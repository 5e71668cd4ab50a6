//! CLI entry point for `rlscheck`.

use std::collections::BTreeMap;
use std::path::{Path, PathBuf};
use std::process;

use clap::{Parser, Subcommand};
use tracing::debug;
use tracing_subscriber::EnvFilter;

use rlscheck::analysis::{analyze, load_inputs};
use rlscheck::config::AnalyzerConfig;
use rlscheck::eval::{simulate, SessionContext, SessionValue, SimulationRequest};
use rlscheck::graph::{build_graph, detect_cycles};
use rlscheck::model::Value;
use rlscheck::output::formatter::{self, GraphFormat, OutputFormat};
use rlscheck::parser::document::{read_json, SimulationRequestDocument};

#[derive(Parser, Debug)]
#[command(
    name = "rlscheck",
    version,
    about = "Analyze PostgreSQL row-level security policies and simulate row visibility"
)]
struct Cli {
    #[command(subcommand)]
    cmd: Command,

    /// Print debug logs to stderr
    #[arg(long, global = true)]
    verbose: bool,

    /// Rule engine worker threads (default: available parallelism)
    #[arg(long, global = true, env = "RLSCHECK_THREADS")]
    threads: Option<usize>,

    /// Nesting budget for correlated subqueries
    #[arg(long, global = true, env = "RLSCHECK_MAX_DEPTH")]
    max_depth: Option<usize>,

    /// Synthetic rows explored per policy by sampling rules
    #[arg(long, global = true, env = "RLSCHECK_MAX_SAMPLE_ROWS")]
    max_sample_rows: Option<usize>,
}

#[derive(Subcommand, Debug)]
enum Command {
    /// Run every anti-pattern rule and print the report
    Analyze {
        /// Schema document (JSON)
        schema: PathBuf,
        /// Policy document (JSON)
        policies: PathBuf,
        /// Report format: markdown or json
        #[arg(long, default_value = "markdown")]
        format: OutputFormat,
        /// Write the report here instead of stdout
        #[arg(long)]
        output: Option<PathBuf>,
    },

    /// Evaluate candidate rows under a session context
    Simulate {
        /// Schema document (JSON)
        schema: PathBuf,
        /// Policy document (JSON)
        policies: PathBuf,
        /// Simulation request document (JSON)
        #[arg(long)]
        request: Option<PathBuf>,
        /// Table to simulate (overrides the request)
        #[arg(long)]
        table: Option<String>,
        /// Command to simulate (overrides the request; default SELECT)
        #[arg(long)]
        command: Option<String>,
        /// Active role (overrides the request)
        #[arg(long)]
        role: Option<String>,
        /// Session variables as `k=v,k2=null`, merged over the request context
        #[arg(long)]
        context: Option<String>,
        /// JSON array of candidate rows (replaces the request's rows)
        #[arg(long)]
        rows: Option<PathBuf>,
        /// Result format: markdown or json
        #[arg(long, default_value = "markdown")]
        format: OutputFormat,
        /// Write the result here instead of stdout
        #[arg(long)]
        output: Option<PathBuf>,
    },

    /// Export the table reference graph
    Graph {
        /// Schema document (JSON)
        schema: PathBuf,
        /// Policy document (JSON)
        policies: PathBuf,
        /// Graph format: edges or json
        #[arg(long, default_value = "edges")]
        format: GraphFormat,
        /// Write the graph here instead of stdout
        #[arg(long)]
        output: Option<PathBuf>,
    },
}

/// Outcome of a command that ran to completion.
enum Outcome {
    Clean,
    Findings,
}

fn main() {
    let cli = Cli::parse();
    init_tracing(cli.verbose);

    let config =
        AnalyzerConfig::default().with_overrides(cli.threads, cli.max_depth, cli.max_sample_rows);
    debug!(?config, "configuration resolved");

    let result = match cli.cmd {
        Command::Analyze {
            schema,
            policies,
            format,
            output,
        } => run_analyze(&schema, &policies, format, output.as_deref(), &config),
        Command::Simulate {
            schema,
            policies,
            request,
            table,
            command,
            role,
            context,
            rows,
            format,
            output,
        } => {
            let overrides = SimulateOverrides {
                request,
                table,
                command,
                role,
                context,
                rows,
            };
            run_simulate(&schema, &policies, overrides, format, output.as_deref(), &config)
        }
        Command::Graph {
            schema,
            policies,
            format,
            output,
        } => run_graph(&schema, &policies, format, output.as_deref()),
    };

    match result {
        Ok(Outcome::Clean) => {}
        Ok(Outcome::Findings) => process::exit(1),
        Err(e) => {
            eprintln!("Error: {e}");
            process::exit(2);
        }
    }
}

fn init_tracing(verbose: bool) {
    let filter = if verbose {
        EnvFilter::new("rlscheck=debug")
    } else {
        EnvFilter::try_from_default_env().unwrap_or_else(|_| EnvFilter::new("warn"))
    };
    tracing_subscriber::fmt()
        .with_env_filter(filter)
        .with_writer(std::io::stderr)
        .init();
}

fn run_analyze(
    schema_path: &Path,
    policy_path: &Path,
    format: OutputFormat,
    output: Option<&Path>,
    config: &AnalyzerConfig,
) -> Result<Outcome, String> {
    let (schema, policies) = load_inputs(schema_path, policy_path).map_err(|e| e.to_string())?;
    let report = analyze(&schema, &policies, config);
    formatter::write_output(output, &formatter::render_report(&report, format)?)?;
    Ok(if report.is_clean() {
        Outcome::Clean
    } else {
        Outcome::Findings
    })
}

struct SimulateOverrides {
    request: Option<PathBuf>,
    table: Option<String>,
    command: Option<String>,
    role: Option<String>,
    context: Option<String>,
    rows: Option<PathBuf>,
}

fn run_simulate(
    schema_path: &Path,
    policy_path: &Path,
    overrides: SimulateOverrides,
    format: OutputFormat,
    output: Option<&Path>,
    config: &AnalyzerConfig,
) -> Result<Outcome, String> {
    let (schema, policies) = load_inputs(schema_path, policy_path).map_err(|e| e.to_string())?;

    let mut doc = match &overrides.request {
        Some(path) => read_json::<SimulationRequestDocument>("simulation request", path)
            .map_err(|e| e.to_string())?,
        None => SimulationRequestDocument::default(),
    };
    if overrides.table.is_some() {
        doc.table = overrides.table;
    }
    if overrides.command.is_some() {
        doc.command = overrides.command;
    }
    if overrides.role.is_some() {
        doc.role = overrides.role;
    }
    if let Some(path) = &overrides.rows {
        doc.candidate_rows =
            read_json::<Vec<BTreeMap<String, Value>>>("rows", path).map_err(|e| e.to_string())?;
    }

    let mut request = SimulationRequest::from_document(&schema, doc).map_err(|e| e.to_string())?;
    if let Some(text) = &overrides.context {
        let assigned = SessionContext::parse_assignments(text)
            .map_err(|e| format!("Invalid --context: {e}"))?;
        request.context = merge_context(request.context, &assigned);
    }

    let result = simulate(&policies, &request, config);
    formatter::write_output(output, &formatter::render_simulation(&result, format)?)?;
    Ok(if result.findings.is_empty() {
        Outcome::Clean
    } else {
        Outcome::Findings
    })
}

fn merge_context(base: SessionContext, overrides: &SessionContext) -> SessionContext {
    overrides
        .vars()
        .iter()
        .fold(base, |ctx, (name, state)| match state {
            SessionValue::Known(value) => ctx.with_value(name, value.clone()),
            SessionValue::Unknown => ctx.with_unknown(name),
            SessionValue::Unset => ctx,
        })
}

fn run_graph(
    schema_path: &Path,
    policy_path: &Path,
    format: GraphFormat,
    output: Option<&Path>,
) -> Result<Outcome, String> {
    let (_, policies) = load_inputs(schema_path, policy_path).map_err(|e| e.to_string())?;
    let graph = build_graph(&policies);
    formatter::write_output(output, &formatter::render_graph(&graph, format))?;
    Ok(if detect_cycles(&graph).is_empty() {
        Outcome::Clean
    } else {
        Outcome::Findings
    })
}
* * *
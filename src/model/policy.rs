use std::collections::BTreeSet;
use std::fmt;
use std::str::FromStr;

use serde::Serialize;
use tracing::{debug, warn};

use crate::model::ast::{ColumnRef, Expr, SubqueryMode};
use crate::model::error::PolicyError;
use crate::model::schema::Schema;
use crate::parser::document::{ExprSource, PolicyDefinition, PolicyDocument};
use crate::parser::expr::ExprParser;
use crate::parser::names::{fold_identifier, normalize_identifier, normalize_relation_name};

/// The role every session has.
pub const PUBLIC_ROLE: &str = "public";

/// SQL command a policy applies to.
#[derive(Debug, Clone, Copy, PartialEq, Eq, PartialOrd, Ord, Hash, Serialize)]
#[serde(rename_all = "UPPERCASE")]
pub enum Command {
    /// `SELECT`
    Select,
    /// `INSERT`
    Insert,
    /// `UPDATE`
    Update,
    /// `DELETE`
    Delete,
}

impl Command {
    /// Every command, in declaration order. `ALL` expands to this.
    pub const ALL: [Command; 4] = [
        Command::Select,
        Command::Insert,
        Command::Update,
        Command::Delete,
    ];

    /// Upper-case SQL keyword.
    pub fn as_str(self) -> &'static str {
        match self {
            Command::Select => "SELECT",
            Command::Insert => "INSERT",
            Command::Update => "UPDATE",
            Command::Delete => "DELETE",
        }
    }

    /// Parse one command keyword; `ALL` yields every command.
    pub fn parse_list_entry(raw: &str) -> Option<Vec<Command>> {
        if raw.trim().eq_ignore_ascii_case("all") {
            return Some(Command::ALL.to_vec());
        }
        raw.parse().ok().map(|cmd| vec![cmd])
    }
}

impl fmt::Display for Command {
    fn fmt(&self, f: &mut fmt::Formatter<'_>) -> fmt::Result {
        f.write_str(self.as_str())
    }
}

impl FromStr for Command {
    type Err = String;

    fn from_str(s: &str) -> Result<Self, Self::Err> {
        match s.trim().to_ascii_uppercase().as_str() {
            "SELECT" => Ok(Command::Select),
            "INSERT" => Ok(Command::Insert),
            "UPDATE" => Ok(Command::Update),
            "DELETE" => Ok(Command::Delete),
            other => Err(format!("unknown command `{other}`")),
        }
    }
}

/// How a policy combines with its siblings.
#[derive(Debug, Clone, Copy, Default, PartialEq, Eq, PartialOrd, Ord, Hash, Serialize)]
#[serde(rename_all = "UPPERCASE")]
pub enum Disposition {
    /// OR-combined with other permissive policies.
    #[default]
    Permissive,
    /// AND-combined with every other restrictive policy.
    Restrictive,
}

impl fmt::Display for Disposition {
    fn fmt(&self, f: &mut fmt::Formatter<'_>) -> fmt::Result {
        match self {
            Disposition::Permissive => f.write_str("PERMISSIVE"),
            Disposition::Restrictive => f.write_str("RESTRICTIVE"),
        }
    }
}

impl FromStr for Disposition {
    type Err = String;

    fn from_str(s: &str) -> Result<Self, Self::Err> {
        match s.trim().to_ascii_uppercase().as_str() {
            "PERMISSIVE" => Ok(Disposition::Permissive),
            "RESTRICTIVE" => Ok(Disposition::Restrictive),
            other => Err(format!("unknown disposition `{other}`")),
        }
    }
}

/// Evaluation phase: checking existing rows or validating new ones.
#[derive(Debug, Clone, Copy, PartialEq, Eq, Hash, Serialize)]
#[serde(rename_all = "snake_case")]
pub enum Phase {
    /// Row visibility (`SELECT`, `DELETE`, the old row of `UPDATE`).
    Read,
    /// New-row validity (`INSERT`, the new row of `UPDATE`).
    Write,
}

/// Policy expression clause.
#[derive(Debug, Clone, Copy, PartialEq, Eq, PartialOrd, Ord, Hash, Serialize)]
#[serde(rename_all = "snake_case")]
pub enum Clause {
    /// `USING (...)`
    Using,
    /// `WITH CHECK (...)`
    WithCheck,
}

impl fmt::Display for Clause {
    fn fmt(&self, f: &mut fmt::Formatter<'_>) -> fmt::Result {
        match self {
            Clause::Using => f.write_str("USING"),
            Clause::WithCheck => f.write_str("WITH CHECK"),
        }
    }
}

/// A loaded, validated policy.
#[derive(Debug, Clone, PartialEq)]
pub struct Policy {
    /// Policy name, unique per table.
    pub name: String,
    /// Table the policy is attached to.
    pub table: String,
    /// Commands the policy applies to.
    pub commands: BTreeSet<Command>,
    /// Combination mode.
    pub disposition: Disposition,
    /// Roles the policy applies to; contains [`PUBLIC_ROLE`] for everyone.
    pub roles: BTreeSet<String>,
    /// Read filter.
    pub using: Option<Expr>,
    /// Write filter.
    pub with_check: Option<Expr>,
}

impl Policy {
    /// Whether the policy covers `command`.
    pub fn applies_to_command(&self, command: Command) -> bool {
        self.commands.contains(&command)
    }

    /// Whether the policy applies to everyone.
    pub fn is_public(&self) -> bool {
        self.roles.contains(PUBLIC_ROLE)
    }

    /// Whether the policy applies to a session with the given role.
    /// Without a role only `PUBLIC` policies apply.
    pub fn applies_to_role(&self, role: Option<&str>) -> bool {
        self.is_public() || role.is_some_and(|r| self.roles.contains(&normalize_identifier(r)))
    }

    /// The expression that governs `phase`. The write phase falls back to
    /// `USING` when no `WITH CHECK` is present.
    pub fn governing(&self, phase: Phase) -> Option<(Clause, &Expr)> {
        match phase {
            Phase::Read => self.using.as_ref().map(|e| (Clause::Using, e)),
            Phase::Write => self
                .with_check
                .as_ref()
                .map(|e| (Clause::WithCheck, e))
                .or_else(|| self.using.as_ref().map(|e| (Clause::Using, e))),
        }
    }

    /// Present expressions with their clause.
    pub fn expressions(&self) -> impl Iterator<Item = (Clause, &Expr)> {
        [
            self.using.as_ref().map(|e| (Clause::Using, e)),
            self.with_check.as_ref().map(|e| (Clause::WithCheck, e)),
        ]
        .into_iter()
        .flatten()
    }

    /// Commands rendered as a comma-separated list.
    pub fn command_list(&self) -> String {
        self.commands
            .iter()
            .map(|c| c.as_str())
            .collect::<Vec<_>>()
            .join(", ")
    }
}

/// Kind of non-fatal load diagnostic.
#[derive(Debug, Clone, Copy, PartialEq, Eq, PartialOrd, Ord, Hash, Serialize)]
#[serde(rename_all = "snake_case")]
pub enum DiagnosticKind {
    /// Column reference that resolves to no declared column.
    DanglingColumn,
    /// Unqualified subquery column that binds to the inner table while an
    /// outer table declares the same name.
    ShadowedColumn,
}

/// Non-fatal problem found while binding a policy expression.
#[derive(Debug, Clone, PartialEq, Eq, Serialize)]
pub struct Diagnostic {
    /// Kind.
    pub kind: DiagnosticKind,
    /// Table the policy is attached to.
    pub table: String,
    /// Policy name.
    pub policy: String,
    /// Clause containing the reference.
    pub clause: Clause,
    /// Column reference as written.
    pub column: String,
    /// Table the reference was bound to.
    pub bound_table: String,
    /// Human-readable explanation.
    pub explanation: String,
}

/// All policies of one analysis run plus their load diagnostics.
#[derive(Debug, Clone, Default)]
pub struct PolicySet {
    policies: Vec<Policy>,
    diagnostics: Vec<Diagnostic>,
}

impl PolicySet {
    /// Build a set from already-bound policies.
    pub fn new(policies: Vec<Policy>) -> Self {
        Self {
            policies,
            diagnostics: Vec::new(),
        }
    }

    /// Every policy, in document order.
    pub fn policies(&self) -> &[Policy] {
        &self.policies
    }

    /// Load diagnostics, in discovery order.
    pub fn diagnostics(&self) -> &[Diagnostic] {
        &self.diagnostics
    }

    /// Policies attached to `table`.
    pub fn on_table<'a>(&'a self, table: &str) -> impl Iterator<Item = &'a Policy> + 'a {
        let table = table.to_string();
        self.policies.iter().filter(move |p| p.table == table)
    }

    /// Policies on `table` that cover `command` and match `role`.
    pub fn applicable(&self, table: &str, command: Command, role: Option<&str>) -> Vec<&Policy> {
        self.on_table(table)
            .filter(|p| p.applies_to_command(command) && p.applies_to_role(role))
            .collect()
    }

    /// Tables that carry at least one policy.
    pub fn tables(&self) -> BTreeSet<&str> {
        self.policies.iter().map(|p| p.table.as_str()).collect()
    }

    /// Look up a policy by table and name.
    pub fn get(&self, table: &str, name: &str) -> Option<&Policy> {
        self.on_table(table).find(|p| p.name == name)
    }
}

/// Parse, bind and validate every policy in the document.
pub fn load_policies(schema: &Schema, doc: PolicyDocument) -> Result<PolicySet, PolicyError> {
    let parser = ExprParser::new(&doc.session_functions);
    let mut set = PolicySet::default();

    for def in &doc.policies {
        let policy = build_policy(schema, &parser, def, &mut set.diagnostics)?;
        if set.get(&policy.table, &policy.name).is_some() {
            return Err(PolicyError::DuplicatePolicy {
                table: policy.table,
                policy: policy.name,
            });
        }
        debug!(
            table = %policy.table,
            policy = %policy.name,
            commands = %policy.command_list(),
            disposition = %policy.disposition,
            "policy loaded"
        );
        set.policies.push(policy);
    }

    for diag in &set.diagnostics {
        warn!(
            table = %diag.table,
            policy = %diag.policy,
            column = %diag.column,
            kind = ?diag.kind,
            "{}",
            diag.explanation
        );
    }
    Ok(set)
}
---
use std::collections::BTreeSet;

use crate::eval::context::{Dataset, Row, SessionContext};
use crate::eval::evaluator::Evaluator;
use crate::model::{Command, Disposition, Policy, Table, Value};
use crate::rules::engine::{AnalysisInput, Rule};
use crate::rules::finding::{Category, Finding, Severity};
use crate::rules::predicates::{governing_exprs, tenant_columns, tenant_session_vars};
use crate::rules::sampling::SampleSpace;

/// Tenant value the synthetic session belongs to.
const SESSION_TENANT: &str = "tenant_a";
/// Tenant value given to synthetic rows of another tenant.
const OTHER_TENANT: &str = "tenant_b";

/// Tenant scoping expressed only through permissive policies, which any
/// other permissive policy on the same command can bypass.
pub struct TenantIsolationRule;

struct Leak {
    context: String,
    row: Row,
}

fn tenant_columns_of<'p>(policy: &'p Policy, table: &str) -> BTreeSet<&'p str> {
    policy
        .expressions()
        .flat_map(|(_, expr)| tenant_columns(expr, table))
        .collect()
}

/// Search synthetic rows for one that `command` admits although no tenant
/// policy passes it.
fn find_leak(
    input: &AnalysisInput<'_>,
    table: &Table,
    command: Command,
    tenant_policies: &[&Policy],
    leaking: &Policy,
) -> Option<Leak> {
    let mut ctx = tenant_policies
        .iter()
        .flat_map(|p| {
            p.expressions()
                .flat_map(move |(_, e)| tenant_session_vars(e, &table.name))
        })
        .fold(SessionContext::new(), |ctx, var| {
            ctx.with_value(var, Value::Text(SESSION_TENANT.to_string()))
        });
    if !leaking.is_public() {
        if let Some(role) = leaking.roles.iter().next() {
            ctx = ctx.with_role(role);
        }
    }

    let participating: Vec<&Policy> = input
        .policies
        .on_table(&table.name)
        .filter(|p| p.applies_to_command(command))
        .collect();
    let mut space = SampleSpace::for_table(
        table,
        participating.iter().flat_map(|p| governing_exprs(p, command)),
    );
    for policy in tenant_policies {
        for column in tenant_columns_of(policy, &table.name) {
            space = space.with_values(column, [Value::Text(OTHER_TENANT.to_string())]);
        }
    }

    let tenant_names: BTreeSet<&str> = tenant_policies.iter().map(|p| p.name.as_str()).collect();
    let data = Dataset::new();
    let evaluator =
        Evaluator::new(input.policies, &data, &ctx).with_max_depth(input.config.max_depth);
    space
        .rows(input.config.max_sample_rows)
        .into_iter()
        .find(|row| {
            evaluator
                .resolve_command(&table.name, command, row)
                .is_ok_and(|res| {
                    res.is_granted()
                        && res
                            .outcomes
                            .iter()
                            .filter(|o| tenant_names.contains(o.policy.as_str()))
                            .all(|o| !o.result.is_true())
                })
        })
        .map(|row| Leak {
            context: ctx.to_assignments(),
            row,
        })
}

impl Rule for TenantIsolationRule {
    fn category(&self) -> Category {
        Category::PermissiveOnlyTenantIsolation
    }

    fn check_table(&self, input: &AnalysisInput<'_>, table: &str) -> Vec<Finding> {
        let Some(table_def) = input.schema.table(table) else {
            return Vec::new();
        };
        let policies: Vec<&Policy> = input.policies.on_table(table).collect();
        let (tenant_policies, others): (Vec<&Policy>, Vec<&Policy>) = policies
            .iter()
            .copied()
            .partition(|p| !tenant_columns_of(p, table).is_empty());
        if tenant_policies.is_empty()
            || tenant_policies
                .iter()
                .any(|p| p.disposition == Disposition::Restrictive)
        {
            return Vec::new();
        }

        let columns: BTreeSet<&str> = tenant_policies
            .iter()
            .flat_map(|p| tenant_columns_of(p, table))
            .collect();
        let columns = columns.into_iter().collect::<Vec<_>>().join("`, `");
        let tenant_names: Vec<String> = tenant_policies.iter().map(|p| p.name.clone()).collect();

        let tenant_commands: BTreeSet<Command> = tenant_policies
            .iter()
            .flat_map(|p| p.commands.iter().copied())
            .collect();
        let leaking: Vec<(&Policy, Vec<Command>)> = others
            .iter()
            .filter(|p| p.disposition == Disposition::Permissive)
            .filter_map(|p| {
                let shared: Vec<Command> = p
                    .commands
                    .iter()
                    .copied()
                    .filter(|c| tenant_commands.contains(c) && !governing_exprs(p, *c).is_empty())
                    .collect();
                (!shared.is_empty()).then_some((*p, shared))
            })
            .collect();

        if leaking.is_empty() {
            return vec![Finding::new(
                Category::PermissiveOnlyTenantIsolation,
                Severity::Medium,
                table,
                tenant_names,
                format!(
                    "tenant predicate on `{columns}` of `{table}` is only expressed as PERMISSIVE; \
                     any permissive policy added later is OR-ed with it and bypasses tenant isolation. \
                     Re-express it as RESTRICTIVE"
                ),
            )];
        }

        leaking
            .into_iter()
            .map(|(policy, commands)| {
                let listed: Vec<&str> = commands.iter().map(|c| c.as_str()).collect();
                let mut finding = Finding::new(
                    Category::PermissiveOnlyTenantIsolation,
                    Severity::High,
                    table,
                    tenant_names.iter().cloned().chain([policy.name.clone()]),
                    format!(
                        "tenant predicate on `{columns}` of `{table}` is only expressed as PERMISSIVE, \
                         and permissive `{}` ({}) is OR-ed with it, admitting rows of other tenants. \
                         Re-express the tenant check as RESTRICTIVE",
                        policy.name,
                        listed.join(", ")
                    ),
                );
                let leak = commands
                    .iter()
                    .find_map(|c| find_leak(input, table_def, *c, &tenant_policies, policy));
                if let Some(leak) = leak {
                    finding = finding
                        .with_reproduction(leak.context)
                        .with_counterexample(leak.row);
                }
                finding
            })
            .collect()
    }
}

• _Exercise_
Which lines of the entries above contain the string "while"? Copy each one.

• _Answer section_
    /// Unqualified subquery column that binds to the inner table while an
/// Non-fatal problem found while binding a policy expression.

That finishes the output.